Within the data below, find the string "iter" and return each line where it occurs.

*** Opening DATA ***

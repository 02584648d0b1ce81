//! TUI描画関連の関数。

use ratatui::{
    Frame,
    prelude::*,
    widgets::{Block, Borders, Gauge, Paragraph, Row, Table, TableState, Wrap},
};

use crate::{
    import::ParsedProductRecord,
    input, layout,
    shortcuts::{Shortcuts, format_keys},
    upload::UploadOutcome,
    wizard::{ProgressState, Stage, StageKind, Working},
};

use super::App;

/// 選択行の強調表示スタイル。
fn highlight() -> Style {
    Style::default()
        .bg(Color::Rgb(255, 140, 0)) // オレンジ色の背景
        .fg(Color::Black) // 黒文字
        .add_modifier(Modifier::BOLD)
}

/// 画面全体のレイアウトを描画する。
pub fn draw(f: &mut Frame, app: &App) {
    // メインレイアウト（STEP + Body + HELP + STATUS）を作る。
    let main_layout = layout::create_main_layout(f.area());
    let body_layout = layout::create_body_layout(main_layout.body);

    // ステップ見出しを描画する。
    f.render_widget(build_step_bar(app), main_layout.step_bar);

    // ステージごとに一覧とINFOパネルを描画する。
    match &app.session.stage {
        Stage::Template | Stage::Upload => {
            draw_instructions(f, app, body_layout.list);
            draw_info(f, app, catalog_info(app), body_layout.info_panel);
        }
        Stage::Images(working) => {
            draw_records(f, app, working, false, body_layout.list);
            draw_info(f, app, images_info(app, working), body_layout.info_panel);
        }
        Stage::Review(working) => {
            draw_records(f, app, working, true, body_layout.list);
            draw_info(f, app, review_info(app, working), body_layout.info_panel);
        }
        Stage::Progress(progress) => {
            draw_progress(f, app, progress, body_layout.list);
            draw_info(f, app, progress_info(app, progress), body_layout.info_panel);
        }
    }

    // HELPバー（ステージごとのショートカット）を描画する。
    let help_bar = Paragraph::new(get_help_text(app.session.kind(), &app.shortcuts))
        .block(Block::default().borders(Borders::ALL).title("HELP"))
        .wrap(Wrap { trim: true });
    f.render_widget(help_bar, main_layout.help_bar);

    // STATUSバーを描画する。
    f.render_widget(build_status_bar(app), main_layout.status_bar);

    // 入力ボックスが開いていれば重ねて描画する。
    if let Some(input_state) = &app.input_box {
        input::render_input_box(f, input_state);
    }
}

/// 現在ステップを強調したステップ見出しを構築する。
fn build_step_bar(app: &App) -> Paragraph<'static> {
    const STEPS: [(StageKind, &str); 5] = [
        (StageKind::Template, "Template"),
        (StageKind::Upload, "File"),
        (StageKind::Images, "Images"),
        (StageKind::Review, "Review"),
        (StageKind::Progress, "Upload"),
    ];
    let current = app.session.kind();

    let mut spans = vec![Span::raw(format!(
        "Step {}/{}  ",
        app.session.step_number(),
        app.session.total_steps
    ))];
    for (i, (kind, label)) in STEPS.iter().enumerate() {
        if i > 0 {
            spans.push(Span::raw(" > "));
        }
        let style = if *kind == current {
            Style::default().fg(Color::Cyan).add_modifier(Modifier::BOLD)
        } else {
            Style::default().fg(Color::Gray)
        };
        spans.push(Span::styled(*label, style));
    }

    Paragraph::new(Line::from(spans))
        .block(Block::default().borders(Borders::ALL).title("PRODUCT IMPORT"))
}

/// テンプレート/ファイル選択ステージの説明文を描画する。
fn draw_instructions(f: &mut Frame, app: &App, area: Rect) {
    let mut lines: Vec<Line> = app
        .session
        .prompt()
        .lines()
        .map(|l| Line::from(l.to_string()))
        .collect();

    // 取り込み拒否の理由はここに表示する。
    if let Some(err) = &app.session.error {
        lines.push(Line::default());
        lines.push(Line::styled(
            format!("Import rejected: {err}"),
            Style::default().fg(Color::Red).add_modifier(Modifier::BOLD),
        ));
    }

    let content = Paragraph::new(lines)
        .block(Block::default().borders(Borders::ALL).title("IMPORT"))
        .wrap(Wrap { trim: false });
    f.render_widget(content, area);
}

/// レコード一覧を描画する（確認ステージでは合否とエラーを表示）。
fn draw_records(f: &mut Frame, app: &App, working: &Working, review: bool, area: Rect) {
    let rows = working.records.iter().map(|r| {
        let result = if r.is_eligible() { "OK" } else { "ERR" };
        let mut cells = vec![
            r.row.to_string(),
            r.slug.clone(),
            r.name.clone(),
            format!("{:.2}", r.price),
            result.to_string(),
        ];
        if review {
            cells.push(r.errors.first().cloned().unwrap_or_default());
        } else {
            cells.push(r.images.len().to_string());
        }
        let row = Row::new(cells);
        if r.is_eligible() {
            row
        } else {
            row.style(Style::default().fg(Color::Red))
        }
    });

    let last = if review { "first error" } else { "images" };
    let counts = working.counts();
    let title = format!(
        "{} ({} valid / {} with errors)",
        if review { "REVIEW" } else { "RECORDS" },
        counts.valid,
        counts.errors
    );

    let table = Table::new(
        rows,
        [
            Constraint::Length(5),
            Constraint::Min(12),
            Constraint::Min(12),
            Constraint::Length(10),
            Constraint::Length(4),
            Constraint::Min(if review { 20 } else { 6 }),
        ],
    )
    .block(Block::default().borders(Borders::ALL).title(title))
    .header(Row::new(vec!["row", "slug", "name", "price", "ok", last]).bold())
    .row_highlight_style(highlight());

    // 選択中の行をハイライトする。
    let mut table_state = TableState::default();
    if !working.records.is_empty() {
        table_state.select(Some(app.ui.selected));
    }
    f.render_stateful_widget(table, area, &mut table_state);
}

/// 進捗ゲージと処理結果の一覧を描画する。
fn draw_progress(f: &mut Frame, app: &App, state: &ProgressState, area: Rect) {
    let chunks = Layout::default()
        .direction(Direction::Vertical)
        .constraints([Constraint::Length(3), Constraint::Min(1)])
        .split(area);

    // 処理済み件数をゲージで表示する。
    let p = &state.progress;
    let ratio = if p.total == 0 {
        0.0
    } else {
        p.processed as f64 / p.total as f64
    };
    let gauge = Gauge::default()
        .block(Block::default().borders(Borders::ALL).title("PROGRESS"))
        .gauge_style(Style::default().fg(Color::Green))
        .ratio(ratio.clamp(0.0, 1.0))
        .label(format!(
            "{}/{}  ok {}  failed {}",
            p.processed, p.total, p.succeeded, p.failed
        ));
    f.render_widget(gauge, chunks[0]);

    // 1件ごとの結果を行番号順に並べる。
    let rows = state.outcomes.iter().map(|o| match o {
        UploadOutcome::Created {
            row,
            slug,
            image_urls,
            ..
        } => Row::new(vec![
            row.to_string(),
            slug.clone(),
            "created".to_string(),
            format!("{} images", image_urls.len()),
        ])
        .style(Style::default().fg(Color::Green)),
        UploadOutcome::Failed { row, slug, error } => Row::new(vec![
            row.to_string(),
            slug.clone(),
            "failed".to_string(),
            error.clone(),
        ])
        .style(Style::default().fg(Color::Red)),
    });
    let table = Table::new(
        rows,
        [
            Constraint::Length(5),
            Constraint::Min(12),
            Constraint::Length(8),
            Constraint::Min(12),
        ],
    )
    .block(Block::default().borders(Borders::ALL).title("RESULTS"))
    .header(Row::new(vec!["row", "slug", "result", "detail"]).bold())
    .row_highlight_style(highlight());

    let mut table_state = TableState::default();
    if !state.outcomes.is_empty() {
        table_state.select(Some(app.ui.selected.min(state.outcomes.len() - 1)));
    }
    f.render_stateful_widget(table, chunks[1], &mut table_state);
}

/// INFOパネル（ステージ固有の情報 + ログ）を描画する。
fn draw_info(f: &mut Frame, app: &App, detail: String, area: Rect) {
    let log = app
        .ui
        .log
        .iter()
        .rev()
        .take(8)
        .rev()
        .cloned()
        .collect::<Vec<_>>()
        .join("\n");
    let info_panel = Paragraph::new(format!("{detail}\n\nLog:\n{log}"))
        .block(Block::default().borders(Borders::ALL).title("INFO"))
        .wrap(Wrap { trim: true });
    f.render_widget(info_panel, area);
}

/// 参照カタログの取得状況。
fn catalog_info(app: &App) -> String {
    match &app.session.catalogs {
        Some(c) => format!(
            "Categories: {}\nCollections: {}\nOptions: {}",
            c.categories.len(),
            c.collections.len(),
            c.options.len()
        ),
        None if app.ui.busy => "Loading catalogs...".to_string(),
        None => "Catalogs not loaded".to_string(),
    }
}

/// 選択中レコードの詳細（共通部分）。
fn record_header(r: &ParsedProductRecord) -> String {
    format!(
        "Row {}: {}\nslug: {}\nsku: {}",
        r.row,
        if r.name.is_empty() { "-" } else { r.name.as_str() },
        r.slug,
        if r.sku.is_empty() { "-" } else { r.sku.as_str() },
    )
}

/// 画像ステージの詳細（選択レコードの画像と直近の照合結果）。
fn images_info(app: &App, working: &Working) -> String {
    let mut lines = Vec::new();
    if let Some(r) = working.records.get(app.ui.selected) {
        lines.push(record_header(r));
        lines.push(String::new());
        if r.images.is_empty() {
            lines.push("No images".to_string());
        }
        for (i, name) in r.images.iter().enumerate() {
            // 選択中の画像に印を付ける。
            let marker = if i == app.ui.selected_image { "→" } else { " " };
            lines.push(format!("{marker} {name}"));
        }
    }
    lines.push(String::new());
    lines.push(format!("Pending images: {}", working.images.len()));
    if let Some(m) = &working.last_match {
        lines.push(format!(
            "Last batch: {} matched, {} unmatched, {} rejected",
            m.matched, m.unmatched, m.rejected
        ));
    }
    lines.join("\n")
}

/// 確認ステージの詳細（選択レコードの全エラー）。
fn review_info(app: &App, working: &Working) -> String {
    let Some(r) = working.records.get(app.ui.selected) else {
        return "No records".to_string();
    };
    let mut lines = vec![record_header(r), String::new()];
    if r.errors.is_empty() {
        lines.push(format!("Ready to upload ({} images)", r.images.len()));
    } else {
        lines.push("Will be skipped:".to_string());
        lines.extend(r.errors.iter().map(|e| format!("- {e}")));
    }
    lines.join("\n")
}

/// 進捗ステージの詳細（選択結果と最終集計）。
fn progress_info(app: &App, state: &ProgressState) -> String {
    let mut lines = Vec::new();
    if let Some(o) = state.outcomes.get(app.ui.selected) {
        match o {
            UploadOutcome::Created { slug, id, image_urls, .. } => {
                lines.push(format!("{slug} created as {id}"));
                lines.extend(image_urls.iter().cloned());
            }
            UploadOutcome::Failed { slug, error, .. } => {
                lines.push(format!("{slug} failed"));
                lines.push(error.clone());
            }
        }
        lines.push(String::new());
    }
    if let Some(err) = &state.error {
        lines.push(format!("Upload aborted: {err}"));
    } else if state.finished {
        lines.push(format!(
            "Done: {} created, {} failed",
            state.progress.succeeded, state.progress.failed
        ));
    } else {
        lines.push("Uploading...".to_string());
    }
    lines.join("\n")
}

/// ステータスバーを構築する。
fn build_status_bar(app: &App) -> Paragraph<'static> {
    // エラーの有無でステータス文字列を切り替える。
    let status_text = if let Some(err) = &app.ui.error {
        format!("ERROR: {err}")
    } else if app.ui.busy {
        format!("{} (working)", app.ui.status)
    } else {
        app.ui.status.clone()
    };

    let mut status_bar = Paragraph::new(status_text)
        .block(Block::default().borders(Borders::ALL).title("STATUS"))
        .wrap(Wrap { trim: true });

    // エラー時は赤色で強調表示する。
    if app.ui.error.is_some() {
        status_bar = status_bar.style(Style::default().fg(Color::Red));
    }

    status_bar
}

/// 現在ステージに応じたヘルプ文字列を返す。
fn get_help_text(stage: StageKind, shortcuts: &Shortcuts) -> String {
    let common = format!(
        "{}: restart | {}: quit",
        format_keys(&shortcuts.common.close),
        format_keys(&shortcuts.common.quit)
    );
    let stage_help = match stage {
        StageKind::Template => format!(
            "{}: start | {}: download template",
            format_keys(&shortcuts.template.begin),
            format_keys(&shortcuts.template.download)
        ),
        StageKind::Upload => format!(
            "{}: select file",
            format_keys(&shortcuts.upload.open_file)
        ),
        StageKind::Images => format!(
            "{}: add images | {}: remove image | {}/{}: row | {}/{}: image | {}: review | {}: upload | {}: back",
            format_keys(&shortcuts.images.add),
            format_keys(&shortcuts.images.remove),
            format_keys(&shortcuts.images.up),
            format_keys(&shortcuts.images.down),
            format_keys(&shortcuts.images.prev_image),
            format_keys(&shortcuts.images.next_image),
            format_keys(&shortcuts.images.review),
            format_keys(&shortcuts.images.confirm),
            format_keys(&shortcuts.images.back)
        ),
        StageKind::Review => format!(
            "{}: upload valid rows | {}/{}: row | {}: back",
            format_keys(&shortcuts.review.confirm),
            format_keys(&shortcuts.review.up),
            format_keys(&shortcuts.review.down),
            format_keys(&shortcuts.review.back)
        ),
        StageKind::Progress => format!(
            "{}/{}: row | {}: new import (when finished)",
            format_keys(&shortcuts.progress.up),
            format_keys(&shortcuts.progress.down),
            format_keys(&shortcuts.progress.done)
        ),
    };
    format!("{stage_help} | {common}")
}

#[cfg(test)]
mod tests {
    use super::*;

    #[test]
    fn test_help_text_lists_stage_keys() {
        // ステージごとのヘルプに主要キーが含まれることを検証する。
        let sc = Shortcuts::default();
        let help = get_help_text(StageKind::Images, &sc);
        assert!(help.starts_with("a: add images | x/Delete: remove image"));
        assert!(help.ends_with("Ctrl+x: restart | q: quit"));
        assert!(get_help_text(StageKind::Template, &sc).contains("d: download template"));
    }
}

*** Closing DATA ***

OUTPUT OF THE TASK:
    for (i, (kind, label)) in STEPS.iter().enumerate() {
    let rows = working.records.iter().map(|r| {
    let rows = state.outcomes.iter().map(|o| match o {
        .iter()
        for (i, name) in r.images.iter().enumerate() {
        lines.extend(r.errors.iter().map(|e| format!("- {e}")));
                lines.extend(image_urls.iter().cloned());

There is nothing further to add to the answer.